May 13, 2022

Good morning. In today’s either/view, we debate whether the UN Security Council’s right to veto needs to be abolished. We also look at Odisha’s construction of the largest hockey stadium in India, among other news.


Appraising the UN Security Council’s Right to Veto

Hu Totya, CC BY-SA 3.0, via Wikimedia Commons

As Indians, the United Nations Security Council (UNSC) brings up some mixed feelings, given our consistent failure in securing a permanent seat. And we aren’t alone in this. Certain powers of the UNSC’s permanent members have been deemed a complete joke on the “united” aspect of the institution. The right to veto is one of them.

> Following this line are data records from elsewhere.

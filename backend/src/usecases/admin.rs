use std::sync::Arc;

use chrono::Utc;
use crates::domain::{
    entities::manual_payments::ManualPaymentEntity,
    repositories::{
        manual_payments::ManualPaymentRepository,
        subscription_profiles::SubscriptionProfileRepository,
    },
    value_objects::{
        admin::AdminStatsDto,
        enums::{
            manual_payment_statuses::ManualPaymentStatus,
            payment_resolutions::PaymentResolution, plans::Plan,
            subscription_statuses::SubscriptionStatus, user_roles::UserRole,
        },
        manual_payments::ManualPaymentDto,
        subscriptions::SubscriptionUpdate,
    },
};
use thiserror::Error;
use tracing::{error, info, warn};
use uuid::Uuid;

use crate::usecases::subscription_resolver::SubscriptionResolver;

#[derive(Debug, Error)]
pub enum AdminError {
    #[error("admin access required")]
    Forbidden,
    #[error("payment not found")]
    PaymentNotFound,
    #[error("payment is already resolved")]
    AlreadyResolved,
    #[error("payment cannot be resolved: {0}")]
    InvalidPayment(String),
    #[error(transparent)]
    Internal(#[from] anyhow::Error),
}

impl AdminError {
    pub fn status_code(&self) -> axum::http::StatusCode {
        use axum::http::StatusCode;
        match self {
            AdminError::Forbidden => StatusCode::FORBIDDEN,
            AdminError::PaymentNotFound => StatusCode::NOT_FOUND,
            AdminError::AlreadyResolved => StatusCode::CONFLICT,
            AdminError::InvalidPayment(_) => StatusCode::UNPROCESSABLE_ENTITY,
            AdminError::Internal(_) => StatusCode::INTERNAL_SERVER_ERROR,
        }
    }
}

pub type UseCaseResult<T> = std::result::Result<T, AdminError>;

pub struct AdminUseCase<S, M>
where
    S: SubscriptionProfileRepository + Send + Sync + 'static,
    M: ManualPaymentRepository + Send + Sync + 'static,
{
    resolver: Arc<SubscriptionResolver<S>>,
    profile_repo: Arc<S>,
    payment_repo: Arc<M>,
}

impl<S, M> AdminUseCase<S, M>
where
    S: SubscriptionProfileRepository + Send + Sync + 'static,
    M: ManualPaymentRepository + Send + Sync + 'static,
{
    pub fn new(
        resolver: Arc<SubscriptionResolver<S>>,
        profile_repo: Arc<S>,
        payment_repo: Arc<M>,
    ) -> Self {
        Self {
            resolver,
            profile_repo,
            payment_repo,
        }
    }

    /// Admin rights come from the stored profile role, not the JWT, so a
    /// revoked admin is locked out on the next request.
    async fn ensure_admin(&self, admin_id: Uuid) -> UseCaseResult<()> {
        let record = self
            .resolver
            .resolve_current_record(admin_id)
            .await
            .map_err(|err| {
                error!(
                    %admin_id,
                    db_error = ?err,
                    "admin: failed to resolve profile for admin check"
                );
                AdminError::Internal(err)
            })?;

        if record.role != UserRole::Admin {
            let err = AdminError::Forbidden;
            warn!(
                %admin_id,
                status = err.status_code().as_u16(),
                "admin: rejected non-admin caller"
            );
            return Err(err);
        }

        Ok(())
    }

    pub async fn list_manual_payments(
        &self,
        admin_id: Uuid,
    ) -> UseCaseResult<Vec<ManualPaymentDto>> {
        self.ensure_admin(admin_id).await?;
        info!(%admin_id, "admin: listing manual payments");

        // Settle interrupted resolutions before the list is rendered, so an
        // admin never acts on a row whose outcome is already decided.
        self.replay_unfinalized().await?;

        let payments = self
            .payment_repo
            .list_all_newest_first()
            .await
            .map_err(|err| {
                error!(%admin_id, db_error = ?err, "admin: failed to list manual payments");
                AdminError::Internal(err)
            })?;

        Ok(payments.into_iter().map(ManualPaymentDto::from).collect())
    }

    pub async fn resolve_manual_payment(
        &self,
        admin_id: Uuid,
        payment_id: Uuid,
        resolution: PaymentResolution,
    ) -> UseCaseResult<ManualPaymentDto> {
        self.ensure_admin(admin_id).await?;
        info!(
            %admin_id,
            %payment_id,
            resolution = %resolution,
            "admin: resolving manual payment"
        );

        let claimed = self
            .payment_repo
            .claim_resolution(payment_id, resolution)
            .await
            .map_err(|err| {
                error!(
                    %admin_id,
                    %payment_id,
                    db_error = ?err,
                    "admin: failed to claim payment resolution"
                );
                AdminError::Internal(err)
            })?;

        if let Some(payment) = claimed {
            let finalized = self.apply_and_finalize(&payment, resolution).await?;
            info!(
                %admin_id,
                %payment_id,
                resolution = %resolution,
                "admin: manual payment resolved"
            );
            return Ok(ManualPaymentDto::from(finalized));
        }

        // The claim matched nothing. Work out whether that means missing,
        // an interrupted resolution to pick back up, or a done deal.
        let payment = self
            .payment_repo
            .find_by_id(payment_id)
            .await
            .map_err(|err| {
                error!(
                    %admin_id,
                    %payment_id,
                    db_error = ?err,
                    "admin: failed to load payment after missed claim"
                );
                AdminError::Internal(err)
            })?
            .ok_or_else(|| {
                let err = AdminError::PaymentNotFound;
                warn!(
                    %admin_id,
                    %payment_id,
                    status = err.status_code().as_u16(),
                    "admin: resolution target does not exist"
                );
                err
            })?;

        if ManualPaymentStatus::from_str(&payment.status) == ManualPaymentStatus::Pending {
            if payment.intended_outcome.as_deref() == Some(&resolution.to_string()) {
                // Same outcome as the stamped claim: finish the interrupted
                // resolution instead of refusing it.
                info!(
                    %admin_id,
                    %payment_id,
                    resolution = %resolution,
                    "admin: replaying interrupted resolution"
                );
                let finalized = self.apply_and_finalize(&payment, resolution).await?;
                return Ok(ManualPaymentDto::from(finalized));
            }

            let err = AdminError::AlreadyResolved;
            warn!(
                %admin_id,
                %payment_id,
                intended = ?payment.intended_outcome,
                status = err.status_code().as_u16(),
                "admin: payment already claimed with a different outcome"
            );
            return Err(err);
        }

        if ManualPaymentStatus::from_str(&payment.status) == resolution.final_status() {
            // Retried resolution that already went through.
            info!(
                %admin_id,
                %payment_id,
                resolution = %resolution,
                "admin: payment was already resolved to the requested outcome"
            );
            return Ok(ManualPaymentDto::from(payment));
        }

        let err = AdminError::AlreadyResolved;
        warn!(
            %admin_id,
            %payment_id,
            current_status = %payment.status,
            status = err.status_code().as_u16(),
            "admin: payment already resolved to a different outcome"
        );
        Err(err)
    }

    pub async fn stats(&self, admin_id: Uuid) -> UseCaseResult<AdminStatsDto> {
        self.ensure_admin(admin_id).await?;
        info!(%admin_id, "admin: loading dashboard stats");

        let total_users = self.profile_repo.count_profiles().await.map_err(|err| {
            error!(%admin_id, db_error = ?err, "admin: failed to count profiles");
            AdminError::Internal(err)
        })?;

        let active_users = self
            .profile_repo
            .count_by_status(SubscriptionStatus::Active)
            .await
            .map_err(|err| {
                error!(
                    %admin_id,
                    db_error = ?err,
                    "admin: failed to count active subscriptions"
                );
                AdminError::Internal(err)
            })?;

        let pending_payments = self
            .payment_repo
            .count_by_status(ManualPaymentStatus::Pending)
            .await
            .map_err(|err| {
                error!(
                    %admin_id,
                    db_error = ?err,
                    "admin: failed to count pending payments"
                );
                AdminError::Internal(err)
            })?;

        Ok(AdminStatsDto {
            total_users,
            active_users,
            pending_payments,
        })
    }

    /// Applies the subscription change for a claimed payment, then moves the
    /// ledger row to its final status. Safe to repeat: the subscription
    /// overwrite is idempotent and finalizing an already-final row is a
    /// no-op status-wise.
    async fn apply_and_finalize(
        &self,
        payment: &ManualPaymentEntity,
        resolution: PaymentResolution,
    ) -> UseCaseResult<ManualPaymentEntity> {
        let update = match resolution {
            PaymentResolution::Approved => {
                let plan = Plan::from_str(&payment.plan).ok_or_else(|| {
                    let err = AdminError::InvalidPayment(format!(
                        "unknown plan on payment: {}",
                        payment.plan
                    ));
                    warn!(
                        payment_id = %payment.id,
                        plan = %payment.plan,
                        status = err.status_code().as_u16(),
                        "admin: payment carries a plan the catalog does not know"
                    );
                    err
                })?;
                SubscriptionUpdate::approved(plan, Utc::now())
            }
            PaymentResolution::Rejected => SubscriptionUpdate::rejected(),
        };

        self.profile_repo
            .upsert(payment.user_id, update.to_entity())
            .await
            .map_err(|err| {
                error!(
                    payment_id = %payment.id,
                    user_id = %payment.user_id,
                    db_error = ?err,
                    "admin: failed to apply subscription change"
                );
                AdminError::Internal(err)
            })?;

        let finalized = self
            .payment_repo
            .finalize_resolution(payment.id, resolution)
            .await
            .map_err(|err| {
                error!(
                    payment_id = %payment.id,
                    db_error = ?err,
                    "admin: failed to finalize payment resolution"
                );
                AdminError::Internal(err)
            })?;

        Ok(finalized)
    }

    /// Finishes resolutions that were claimed but interrupted before the
    /// finalize step. Failures are logged and skipped so one stuck row does
    /// not block the review queue.
    async fn replay_unfinalized(&self) -> UseCaseResult<()> {
        let stuck = self
            .payment_repo
            .list_claimed_unfinalized()
            .await
            .map_err(|err| {
                error!(db_error = ?err, "admin: failed to list interrupted resolutions");
                AdminError::Internal(err)
            })?;

        for payment in stuck {
            let Some(intended) = payment.intended_outcome.as_deref() else {
                continue;
            };
            let Some(resolution) = PaymentResolution::from_str(intended) else {
                warn!(
                    payment_id = %payment.id,
                    intended,
                    "admin: skipping replay with unknown intended outcome"
                );
                continue;
            };

            match self.apply_and_finalize(&payment, resolution).await {
                Ok(_) => {
                    info!(
                        payment_id = %payment.id,
                        resolution = %resolution,
                        "admin: replayed interrupted resolution"
                    );
                }
                Err(err) => {
                    warn!(
                        payment_id = %payment.id,
                        error = %err,
                        "admin: failed to replay interrupted resolution"
                    );
                }
            }
        }

        Ok(())
    }
}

Since the end of the Cold War, the debate over veto reform has been a regular contestant in General Assembly sessions, but people simply cannot see eye to eye on this. One group acknowledges the importance of a veto in maintaining stability in the international realm. But the others have begun to notice some sinister patterns of its use that need immediate attention.

So here we are, debating one of the United Nations’ more bureaucratic points of tension. The right to veto: are we ready to let it go?


Sure, we’ve all heard of the Security Council but let’s understand what they do first. While it is one of the six essential organs of the United Nations, the UNSC is considered the biggest dog of them all. Besides ensuring international peace and security, the Council recommends any new entries to the General Assembly and has to approve any changes made to the UN Charter.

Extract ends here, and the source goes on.